Interesting - DuckDNS takes Dogecoin donations. :D

This sucks though. Dyn recently got rid of their free dynamic DNS service too, forcing everyone to go paid or go elsewhere.

With no-ip having long been a second most popular option, that's both of the big players in the dynamic DNS arena being down simultaneously.-SeraphimLabs (July 01, 2014, 12:54 PM)
--- End quote ---

I pay for DynDNS and it's been a good enough value that I consider it worth the price.
-Deozaan (July 01, 2014, 03:35 PM)
--- End quote ---

I used to use the paid No-IP years ago.
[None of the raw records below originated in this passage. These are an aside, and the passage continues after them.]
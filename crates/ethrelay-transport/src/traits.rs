use std::io::{Read, Write};

/// A byte stream that can carry the relay protocol.
///
/// Implemented by [`RelayStream`](crate::RelayStream) for real modules. Any
/// other `Read + Write` type (a simulated module, a scripted test stream)
/// can implement it to drive the same protocol code.
pub trait Transport: Read + Write {
    /// Close the underlying stream.
    ///
    /// Called at most once by [`Connection::disconnect`](crate::Connection::disconnect).
    /// Errors are reported but the stream is considered closed regardless.
    fn close(&mut self) -> std::io::Result<()> {
        Ok(())
    }

    /// Human-readable description of the remote end, for diagnostics.
    fn peer_endpoint(&self) -> String {
        "unknown".to_string()
    }
}

impl<T: Transport + ?Sized> Transport for Box<T> {
    fn close(&mut self) -> std::io::Result<()> {
        (**self).close()
    }

    fn peer_endpoint(&self) -> String {
        (**self).peer_endpoint()
    }
}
It was always very good.

app103:
I used to use the paid No-IP years ago. It was always very good.
-Renegade (July 01, 2014, 09:03 PM)
--- End quote ---

I used to use their free service years ago, back when I used to host a website on my home PC, over 33.6k dialup. (yea, I was crazy...and still am.  :P)

Renegade:
Techdirt chimes in:

https://www.techdirt.com/articles/20140701/15030927747/microsoft-insists-that-no-ip-outage-was-due-to-technical-error-rather-than-gross-abuse-legal-process.shtml

That's not a "technical error." That's Microsoft blatantly making an extreme claim that convinced a judge to hand over a whole bunch of domain names without any kind of due process or adversarial hearing. While Microsoft may have then had a technical error on top of that, what kicked this off was a very, very big legal error.
--- End quote ---

And this contains the ammo MS used to shoot No-IP:

https://www.techdirt.com/articles/20140701/07252927743/dangerous-ruling-judge-lets-microsoft-seize-redirect-no-ip-domains-without-notice.shtml

(Scribd)

FatCat:
I've used the free NOIP service for years to keep track of my support clients.  I don't run web servers with it, but if I did I wouldn't run them from within my client networks.   Its fantastic for telecommuters and dynamic IPs make my clients a moving target for any would-be hacker turds.     NOIP.com still has some DDNSs available so they're still usable. There's no way I'll let Microsoft get me to abandon them.   Mark my words, Microsoft is probably positioning itself to be in the DDNs business.   4 million users being inconvenienced in a very poorly implemented attempt to stop malware is just plain shameful, to the point of being suspicious.